Chuang Yin-ching recounted that "TCDC made a request to the Chinese health authority on 6 January. I was notified on 11 January. I remember that day very clearly because that was the Taiwan presidential election day. Around 6 pm in the afternoon I got a phone call from the director general of the Taiwan CDC that (I and a colleague) had permission to go to Wuhan. We flew there the next night for a meeting on 13 and 14 January morning and afternoon in Wuhan."

On 15 January, Chuang and his colleague were summoned to the Director-General of the TCDC. The next morning he was present at the expert task force meeting. This was followed by a press conference on 16 January.

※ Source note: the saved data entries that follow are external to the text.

//! Corridor robot joust simulator.
//!
//! Two point-like robots launch toward each other down a rectangular
//! corridor, bouncing off the top and bottom walls with a 10% speed loss per
//! contact. The simulation advances in fixed one-millisecond ticks and
//! resolves to a collision (reporting the faster robot as the winner), a
//! side-wall exit with no winner, or an inconclusive cutoff on scenarios
//! that would never terminate.
//!
//! [`simulation::Simulation`] is the core entry point: it consumes a
//! [`simulation::SimulationConfig`] — typically parsed from a scenario file
//! by [`input`] — and produces a [`simulation::SimulationResult`].

pub mod domain;
pub mod input;
pub mod simulation;
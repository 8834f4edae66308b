//! The domain module encapsulates the core simulation rules. It defines the
//! `Robot` and `Board` entities, along with the kinematics and collision
//! rules governing their interactions.
//!
//! By minimizing hard dependencies, this module ensures the core logic
//! remains adaptable and independent of specific implementation details.

mod basis;
mod board;
mod collision;
mod robot;

pub use basis::{Angle, Position, Velocity};
pub use board::Board;
pub use collision::{Circle, HasCollision};
pub use robot::{Robot, Side, StepOutcome, ROBOT_RADIUS};
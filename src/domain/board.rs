//! Rectangular corridor the robots joust in.
//!
//! The top and bottom walls reflect, the left and right walls absorb: a
//! robot reaching one of them ends the simulation. The board is established
//! once from the scenario and read-only afterwards.

use super::Circle;

#[derive(Clone, Copy, Debug, PartialEq, PartialOrd)]
pub struct Board {
    width: f64,
    height: f64,
}

impl Board {
    pub const fn new(width: f64, height: f64) -> Self {
        Self { width, height }
    }

    pub fn width(&self) -> f64 {
        self.width
    }

    pub fn height(&self) -> f64 {
        self.height
    }

    /// Whether the circle lies between the left and right walls. An edge
    /// exactly on a wall still counts as inside.
    pub fn contains_horizontally(&self, circle: &Circle) -> bool {
        circle.position().x() - circle.radius() >= 0.0
            && circle.position().x() + circle.radius() <= self.width
    }

    pub fn contains(&self, circle: &Circle) -> bool {
        self.contains_horizontally(circle)
            && circle.position().y() - circle.radius() >= 0.0
            && circle.position().y() + circle.radius() <= self.height
    }
}
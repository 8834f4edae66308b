//! Scenario file loading.
//!
//! A scenario is six whitespace-separated numbers: board width and height in
//! whole metres, then the launch angle (degrees, clockwise from horizontal)
//! and speed (metres per second) of the left robot, then the same pair for
//! the right robot. Degenerate values the simulation core treats as
//! unspecified — zero-sized boards, zero or non-finite speeds — are rejected
//! here, before a `SimulationConfig` is ever constructed.

use std::{fs, path::Path, str::FromStr};

use thiserror::Error;

use crate::simulation::{Launch, SimulationConfig};

#[derive(Error, Debug)]
pub enum InputError {
    #[error(transparent)]
    Io(#[from] std::io::Error),
    #[error("missing value for {0}")]
    MissingValue(&'static str),
    #[error("invalid {field} {token:?}")]
    InvalidValue {
        field: &'static str,
        token: String,
    },
    #[error("{0} must be a positive number of metres")]
    ZeroDimension(&'static str),
    #[error("{0} must be a nonzero, finite number")]
    DegenerateSpeed(&'static str),
    #[error("{0} must be finite")]
    NonFiniteAngle(&'static str),
}

pub fn load(path: &Path) -> Result<SimulationConfig, InputError> {
    parse(&fs::read_to_string(path)?)
}

pub fn parse(text: &str) -> Result<SimulationConfig, InputError> {
    let mut values = text.split_whitespace();

    let board_width = next_value(&mut values, "board width")?;
    if board_width == 0 {
        return Err(InputError::ZeroDimension("board width"));
    }
    let board_height = next_value(&mut values, "board height")?;
    if board_height == 0 {
        return Err(InputError::ZeroDimension("board height"));
    }

    let left = launch(&mut values, "left robot angle", "left robot speed")?;
    let right = launch(&mut values, "right robot angle", "right robot speed")?;

    Ok(SimulationConfig {
        board_width,
        board_height,
        left,
        right,
    })
}

fn launch<'a>(
    values: &mut impl Iterator<Item = &'a str>,
    angle_field: &'static str,
    speed_field: &'static str,
) -> Result<Launch, InputError> {
    let angle_deg: f64 = next_value(values, angle_field)?;
    if !angle_deg.is_finite() {
        return Err(InputError::NonFiniteAngle(angle_field));
    }

    let speed_m_per_s: f64 = next_value(values, speed_field)?;
    if speed_m_per_s == 0.0 || !speed_m_per_s.is_finite() {
        return Err(InputError::DegenerateSpeed(speed_field));
    }

    Ok(Launch {
        angle_deg,
        speed_m_per_s,
    })
}

fn next_value<'a, T: FromStr>(
    values: &mut impl Iterator<Item = &'a str>,
    field: &'static str,
) -> Result<T, InputError> {
    let token = values.next().ok_or(InputError::MissingValue(field))?;
    token.parse().map_err(|_| InputError::InvalidValue {
        field,
        token: token.to_owned(),
    })
}

#[cfg(test)]
mod tests {
    use pretty_assertions::assert_eq;
    use rstest::rstest;

    use super::*;

    #[test]
    fn test_parse() {
        let config = parse("10 2\n45 10\n30 12\n").unwrap();
        assert_eq!(
            config,
            SimulationConfig {
                board_width: 10,
                board_height: 2,
                left: Launch {
                    angle_deg: 45.0,
                    speed_m_per_s: 10.0,
                },
                right: Launch {
                    angle_deg: 30.0,
                    speed_m_per_s: 12.0,
                },
            }
        );
    }

    #[test]
    fn test_parse_ignores_layout() {
        // Scenario files are usually line-oriented, but any whitespace works.
        assert_eq!(parse("10 2 45 10 30 12").unwrap(), parse("10\n2\n45\n10\n30\n12").unwrap());
    }

    #[rstest]
    #[case::empty("", "missing value for board width")]
    #[case::truncated("10 2\n45 10\n30", "missing value for right robot speed")]
    #[case::non_numeric_dimension("ten 2 45 10 30 12", "invalid board width \"ten\"")]
    #[case::negative_dimension("10 -2 45 10 30 12", "invalid board height \"-2\"")]
    #[case::zero_dimension("0 2 45 10 30 12", "board width must be a positive number of metres")]
    #[case::zero_speed("10 2 45 0 30 12", "left robot speed must be a nonzero, finite number")]
    #[case::infinite_speed(
        "10 2 45 10 30 inf",
        "right robot speed must be a nonzero, finite number"
    )]
    #[case::non_finite_angle("10 2 NaN 10 30 12", "left robot angle must be finite")]
    fn test_parse_errors(#[case] text: &str, #[case] message: &str) {
        assert_eq!(parse(text).unwrap_err().to_string(), message);
    }
}
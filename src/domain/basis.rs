//! Basic building blocks.

use std::{
    f64::consts::PI,
    ops::{Add, Neg},
};

use nalgebra::{Rotation2, Vector2};

#[derive(Clone, Copy, Debug, Default, PartialEq, PartialOrd)]
pub struct Position {
    x: f64,
    y: f64,
}

impl Position {
    pub const fn new(x: f64, y: f64) -> Self {
        Self { x, y }
    }

    pub fn x(&self) -> f64 {
        self.x
    }

    pub fn y(&self) -> f64 {
        self.y
    }

    pub fn distance(&self, position: Self) -> f64 {
        (Vector2::new(self.x, self.y) - Vector2::new(position.x, position.y)).norm()
    }
}

/// Heading in radians, anticlockwise from the positive x-axis. The y-axis
/// points downward, so a positive angle turns toward the bottom wall.
#[derive(Clone, Copy, Debug, Default, PartialEq, PartialOrd)]
pub struct Angle(f64);

impl Angle {
    pub fn new(radians: f64) -> Self {
        Self(radians)
    }

    pub fn from_deg(degree: f64) -> Self {
        Self(degree * PI / 180.0)
    }

    /// Unit vector pointing along the heading.
    pub fn unit_vector(self) -> Vector2<f64> {
        Rotation2::new(self.0) * Vector2::x()
    }
}

impl Neg for Angle {
    type Output = Self;

    fn neg(self) -> Self::Output {
        Angle(-self.0)
    }
}

impl Add for Angle {
    type Output = Angle;

    fn add(self, rhs: Self) -> Self::Output {
        Self(self.0 + rhs.0)
    }
}

impl From<Angle> for f64 {
    fn from(value: Angle) -> Self {
        value.0
    }
}

/// Signed scalar speed in metres per millisecond. The sign is retained
/// through wall reflections; only the magnitude ranks the robots.
#[derive(Clone, Copy, Debug, Default, PartialEq, PartialOrd)]
pub struct Velocity(f64);

impl Velocity {
    pub fn new(velocity: f64) -> Self {
        Self(velocity)
    }

    pub fn magnitude(self) -> f64 {
        self.0.abs()
    }

    pub fn damped(self, factor: f64) -> Self {
        Self(self.0 * factor)
    }
}

impl From<Velocity> for f64 {
    fn from(value: Velocity) -> Self {
        value.0
    }
}
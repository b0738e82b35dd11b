//! Immersive client - talk to the characters of a location
//!
//! A terminal front-end over the session state machine. All state lives in
//! the interaction controller; this binary only wires configuration, the
//! agent service and the text renderer together.

mod assets;
mod config;
mod conversation;
mod frontend;
mod location;
mod runtime;
mod state_machine;
mod transport;
mod view;

use assets::AssetTable;
use config::ClientConfig;
use frontend::{parse_command, render_view, Command};
use runtime::{InteractionController, ViewEvent};
use state_machine::SessionContext;
use std::sync::Arc;
use tokio::io::{AsyncBufReadExt, BufReader};
use tokio::sync::broadcast;
use transport::{HttpAgentService, LoggingAgentService};
use tracing_subscriber::{layer::SubscriberExt, util::SubscriberInitExt};

#[tokio::main(flavor = "current_thread")]
async fn main() -> Result<(), Box<dyn std::error::Error>> {
    // Initialize logging (stderr, so it stays out of the rendered scene)
    tracing_subscriber::registry()
        .with(
            tracing_subscriber::EnvFilter::try_from_default_env()
                .unwrap_or_else(|_| "immersive_client=info".into()),
        )
        .with(
            tracing_subscriber::fmt::layer()
                .json()
                .with_current_span(false)
                .with_span_list(false)
                .with_writer(std::io::stderr),
        )
        .init();

    // Configuration
    let config = ClientConfig::from_env()?;
    let keys: Vec<&str> = config.catalog.iter().map(|l| l.key.as_str()).collect();
    tracing::info!(
        api_url = %config.api_url,
        player_id = config.player_id,
        locations = ?keys,
        timeout_secs = config.timeout.as_secs(),
        "Configuration loaded"
    );

    let http = HttpAgentService::new(&config.api_url, config.timeout)?;
    let service = LoggingAgentService::new(Arc::new(http));

    let context = SessionContext::new(config.player_id, config.catalog);
    let (controller, handle) =
        InteractionController::new(context, service, AssetTable::new(&config.asset_root));

    let views = controller.subscribe();
    let renderer = tokio::spawn(render_loop(views));
    let controller_task = tokio::spawn(controller.run());

    handle.start().await?;

    let mut lines = BufReader::new(tokio::io::stdin()).lines();
    while let Some(line) = lines.next_line().await? {
        match parse_command(&line) {
            Command::Quit => break,
            Command::ChangeLocation => handle.on_location_change_requested().await?,
            Command::Talk(agent) => handle.on_speaker_clicked(agent).await?,
            Command::Say(text) => handle.on_message_submit(text).await?,
            Command::Invalid(usage) => eprintln!("{usage}"),
        }
    }

    // Dropping the last handle lets the controller drain and stop
    drop(handle);
    controller_task.await?;
    renderer.abort();

    Ok(())
}

async fn render_loop(mut views: broadcast::Receiver<ViewEvent>) {
    loop {
        match views.recv().await {
            Ok(ViewEvent::Render(view)) => println!("{}", render_view(&view)),
            Ok(ViewEvent::Diagnostic { message }) => println!("(!) {message}"),
            Err(broadcast::error::RecvError::Lagged(skipped)) => {
                tracing::debug!(skipped, "Renderer lagged behind");
            }
            Err(broadcast::error::RecvError::Closed) => break,
        }
    }
}
//! HTTP implementation of the agent service

use super::types::{
    Endpoint, EnterLocationRequest, EnterLocationResponse, SayRequest, SayResponse,
};
use super::{AgentService, TransportError};
use async_trait::async_trait;
use reqwest::Client;
use serde::de::DeserializeOwned;
use serde::Serialize;
use serde_json::Value;
use std::time::Duration;

/// Agent service reached over `POST {base}/{endpoint}` with JSON bodies
pub struct HttpAgentService {
    client: Client,
    base_url: String,
}

impl HttpAgentService {
    pub fn new(base_url: &str, timeout: Duration) -> Result<Self, TransportError> {
        let client = Client::builder()
            .timeout(timeout)
            .build()
            .map_err(|e| TransportError::network(format!("Failed to create HTTP client: {e}")))?;

        Ok(Self {
            client,
            base_url: base_url.trim_end_matches('/').to_string(),
        })
    }

    /// Post a JSON payload and return the decoded JSON body.
    ///
    /// Every failure mode comes back as a `TransportError`; nothing is retried.
    pub async fn post_request(
        &self,
        endpoint: Endpoint,
        payload: &Value,
    ) -> Result<Value, TransportError> {
        let url = format!("{}/{}", self.base_url, endpoint.path());

        let response = self
            .client
            .post(&url)
            .json(payload)
            .send()
            .await
            .map_err(classify_reqwest_error)?;

        let status = response.status();
        let body = response.text().await.map_err(classify_reqwest_error)?;

        if !status.is_success() {
            return Err(TransportError::status(status.as_u16(), &body));
        }

        serde_json::from_str(&body)
            .map_err(|e| TransportError::malformed(format!("Failed to parse response: {e}")))
    }

    async fn call<Req, Resp>(&self, endpoint: Endpoint, request: &Req) -> Result<Resp, TransportError>
    where
        Req: Serialize + Sync,
        Resp: DeserializeOwned,
    {
        let payload = serde_json::to_value(request)
            .map_err(|e| TransportError::malformed(format!("Failed to encode request: {e}")))?;
        let value = self.post_request(endpoint, &payload).await?;
        serde_json::from_value(value).map_err(|e| {
            TransportError::malformed(format!("Unexpected {} response: {e}", endpoint.path()))
        })
    }
}

#[async_trait]
impl AgentService for HttpAgentService {
    async fn enter_location(
        &self,
        request: &EnterLocationRequest,
    ) -> Result<EnterLocationResponse, TransportError> {
        self.call(Endpoint::EnterLocation, request).await
    }

    async fn say(&self, request: &SayRequest) -> Result<SayResponse, TransportError> {
        self.call(Endpoint::Say, request).await
    }
}

fn classify_reqwest_error(e: reqwest::Error) -> TransportError {
    if e.is_timeout() {
        TransportError::timeout(format!("Request timeout: {e}"))
    } else if e.is_connect() {
        TransportError::network(format!("Connection failed: {e}"))
    } else if e.is_decode() {
        TransportError::malformed(format!("Failed to read response: {e}"))
    } else {
        TransportError::network(format!("Request failed: {e}"))
    }
}
//! Wire types for the agent service

use crate::location::{AgentId, LocationId};
use serde::{Deserialize, Serialize};

/// Service endpoints, relative to the configured base URL
#[derive(Debug, Clone, Copy, PartialEq, Eq)]
pub enum Endpoint {
    EnterLocation,
    Say,
}

impl Endpoint {
    pub fn path(self) -> &'static str {
        match self {
            Endpoint::EnterLocation => "enterLocation",
            Endpoint::Say => "say",
        }
    }
}

#[derive(Debug, Clone, PartialEq, Eq, Serialize, Deserialize)]
pub struct EnterLocationRequest {
    pub player_id: u32,
    pub location_id: LocationId,
}

#[derive(Debug, Clone, PartialEq, Eq, Serialize, Deserialize)]
pub struct EnterLocationResponse {
    /// Agents present, in display order
    pub agents_ids: Vec<AgentId>,
}

#[derive(Debug, Clone, PartialEq, Eq, Serialize, Deserialize)]
pub struct SayRequest {
    pub player_id: u32,
    pub agent_id: AgentId,
    pub message: String,
}

#[derive(Debug, Clone, PartialEq, Eq, Serialize, Deserialize)]
pub struct SayResponse {
    pub message: String,
    /// Agent that actually answered; may differ from the one addressed
    pub responder_id: AgentId,
}
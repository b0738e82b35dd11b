//! Location session: where the player is and who is there
//!
//! The roster is only ever replaced by a service response whose epoch is
//! still current. Every location change bumps the epoch, so a response that
//! arrives after the player has moved on is recognised and dropped.

use serde::{Deserialize, Serialize};
use std::fmt;
use thiserror::Error;

/// Location identifier as the agent service knows it
#[derive(Debug, Clone, Copy, PartialEq, Eq, Hash, PartialOrd, Ord, Serialize, Deserialize)]
#[serde(transparent)]
pub struct LocationId(u32);

impl LocationId {
    pub const fn new(id: u32) -> Self {
        Self(id)
    }

    pub fn get(self) -> u32 {
        self.0
    }
}

impl fmt::Display for LocationId {
    fn fmt(&self, f: &mut fmt::Formatter<'_>) -> fmt::Result {
        self.0.fmt(f)
    }
}

/// Opaque agent identifier, scoped to a location's roster
#[derive(Debug, Clone, Copy, PartialEq, Eq, Hash, PartialOrd, Ord, Serialize, Deserialize)]
#[serde(transparent)]
pub struct AgentId(u32);

impl AgentId {
    pub const fn new(id: u32) -> Self {
        Self(id)
    }
}

impl fmt::Display for AgentId {
    fn fmt(&self, f: &mut fmt::Formatter<'_>) -> fmt::Result {
        self.0.fmt(f)
    }
}

impl std::str::FromStr for AgentId {
    type Err = std::num::ParseIntError;

    fn from_str(s: &str) -> Result<Self, Self::Err> {
        s.trim().parse().map(Self)
    }
}

/// Generation counter for location changes
#[derive(Debug, Clone, Copy, PartialEq, Eq, Hash, PartialOrd, Ord, Default)]
pub struct SessionEpoch(u64);

impl SessionEpoch {
    #[must_use]
    pub fn next(self) -> Self {
        Self(self.0 + 1)
    }
}

impl fmt::Display for SessionEpoch {
    fn fmt(&self, f: &mut fmt::Formatter<'_>) -> fmt::Result {
        self.0.fmt(f)
    }
}

/// A named scene the player can stand in
#[derive(Debug, Clone, PartialEq, Eq)]
pub struct Location {
    pub id: LocationId,
    /// Resource key, e.g. `inn`
    pub key: String,
}

/// The fixed, ordered set of locations. Never empty.
#[derive(Debug, Clone, PartialEq, Eq)]
pub struct LocationCatalog {
    locations: Vec<Location>,
}

impl LocationCatalog {
    /// Build a catalog from resource keys; a key's position is its id.
    ///
    /// Returns `None` when no keys are given.
    pub fn from_keys<I, S>(keys: I) -> Option<Self>
    where
        I: IntoIterator<Item = S>,
        S: Into<String>,
    {
        let locations: Vec<Location> = keys
            .into_iter()
            .zip(0u32..)
            .map(|(key, id)| Location {
                id: LocationId::new(id),
                key: key.into(),
            })
            .collect();

        if locations.is_empty() {
            None
        } else {
            Some(Self { locations })
        }
    }

    pub fn first(&self) -> &Location {
        &self.locations[0]
    }

    pub fn get(&self, id: LocationId) -> Option<&Location> {
        self.locations.iter().find(|l| l.id == id)
    }

    /// The location after `id`, wrapping around at the end
    pub fn next_after(&self, id: LocationId) -> &Location {
        let position = self
            .locations
            .iter()
            .position(|l| l.id == id)
            .unwrap_or(0);
        &self.locations[(position + 1) % self.locations.len()]
    }

    #[allow(dead_code)] // Used in tests
    pub fn len(&self) -> usize {
        self.locations.len()
    }

    pub fn iter(&self) -> impl Iterator<Item = &Location> {
        self.locations.iter()
    }
}

/// Ordered agents present at a location; index 0 is the default speaker
#[derive(Debug, Clone, PartialEq, Eq, Default, Serialize)]
#[serde(transparent)]
pub struct Roster(Vec<AgentId>);

impl Roster {
    pub fn new(agents: Vec<AgentId>) -> Self {
        Self(agents)
    }

    pub fn first(&self) -> Option<AgentId> {
        self.0.first().copied()
    }

    pub fn contains(&self, agent: AgentId) -> bool {
        self.0.contains(&agent)
    }

    pub fn iter(&self) -> impl Iterator<Item = AgentId> + '_ {
        self.0.iter().copied()
    }
}

/// A roster fetch the controller must perform
#[derive(Debug, Clone, Copy, PartialEq, Eq)]
pub struct RosterRequest {
    pub location: LocationId,
    pub epoch: SessionEpoch,
}

#[derive(Debug, Clone, Copy, PartialEq, Eq, Error)]
#[error("stale roster response for epoch {received} (current epoch {current})")]
pub struct StaleEpoch {
    pub received: SessionEpoch,
    pub current: SessionEpoch,
}

/// Owns the current location, its roster and the session epoch
#[derive(Debug, Clone, PartialEq, Eq)]
pub struct LocationSession {
    current: LocationId,
    roster: Roster,
    epoch: SessionEpoch,
    /// Epoch of the roster fetch still outstanding, if any
    pending_refresh: Option<SessionEpoch>,
}

impl LocationSession {
    pub fn new(catalog: &LocationCatalog) -> Self {
        Self {
            current: catalog.first().id,
            roster: Roster::default(),
            epoch: SessionEpoch::default(),
            pending_refresh: None,
        }
    }

    pub fn current(&self) -> LocationId {
        self.current
    }

    pub fn roster(&self) -> &Roster {
        &self.roster
    }

    pub fn epoch(&self) -> SessionEpoch {
        self.epoch
    }

    pub fn is_current(&self, epoch: SessionEpoch) -> bool {
        self.epoch == epoch
    }

    pub fn is_refreshing(&self) -> bool {
        self.pending_refresh.is_some()
    }

    /// Place the player at the first location and request its roster
    pub fn initialize(&mut self, catalog: &LocationCatalog) -> RosterRequest {
        self.current = catalog.first().id;
        self.request_refresh()
    }

    /// Move to the next location (cyclically) under a fresh epoch
    pub fn change_location(&mut self, catalog: &LocationCatalog) -> RosterRequest {
        self.current = catalog.next_after(self.current).id;
        self.epoch = self.epoch.next();
        self.request_refresh()
    }

    /// Replace the roster with a service response, if it is still relevant
    pub fn apply_roster(
        &mut self,
        epoch: SessionEpoch,
        agents: Vec<AgentId>,
    ) -> Result<&Roster, StaleEpoch> {
        self.check_epoch(epoch)?;
        self.roster = Roster::new(agents);
        self.pending_refresh = None;
        Ok(&self.roster)
    }

    /// A roster fetch failed; the previous roster stays in place
    pub fn roster_failed(&mut self, epoch: SessionEpoch) -> Result<(), StaleEpoch> {
        self.check_epoch(epoch)?;
        self.pending_refresh = None;
        Ok(())
    }

    fn request_refresh(&mut self) -> RosterRequest {
        self.pending_refresh = Some(self.epoch);
        RosterRequest {
            location: self.current,
            epoch: self.epoch,
        }
    }

    fn check_epoch(&self, epoch: SessionEpoch) -> Result<(), StaleEpoch> {
        if self.is_current(epoch) {
            Ok(())
        } else {
            Err(StaleEpoch {
                received: epoch,
                current: self.epoch,
            })
        }
    }
}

On 20 January 2020, the CECC was activated.

== Central Epidemic Command Center (CECC) ==

The Central Epidemic Command Center, division of the National Health Command Center, is activated by the government of Taiwan for several disease outbreaks, as the 2009 swine flu pandemic and the COVID-19 pandemic.

The CECC has the authority to coordinate works across government departments and enlist additional personnel during an emergency.

==Notable personnel==
- Chuang Yin-ching, commander of the Communicable Disease Control Medical Network
- Ih-Jen Su, director-general (2003–2005)
- Twu Shiing-jer, director-general (2000–2002)

==Centers==
- Taipei Regional Center
- Northern Regional Center
- Central Regional Center
- Eastern Regional Center
- Southern Regional Center
- Kaohsiung-Pingtung Regional Center

== Methadone program ==
The agency subsidizes a methadone maintenance treatment program in Taiwan. This includes providing methadone for addicts as well as providing psychiatrists, nurses, and case works, additionally the program "also provides educational programs for specific patients who were under conditions of deferred prosecution."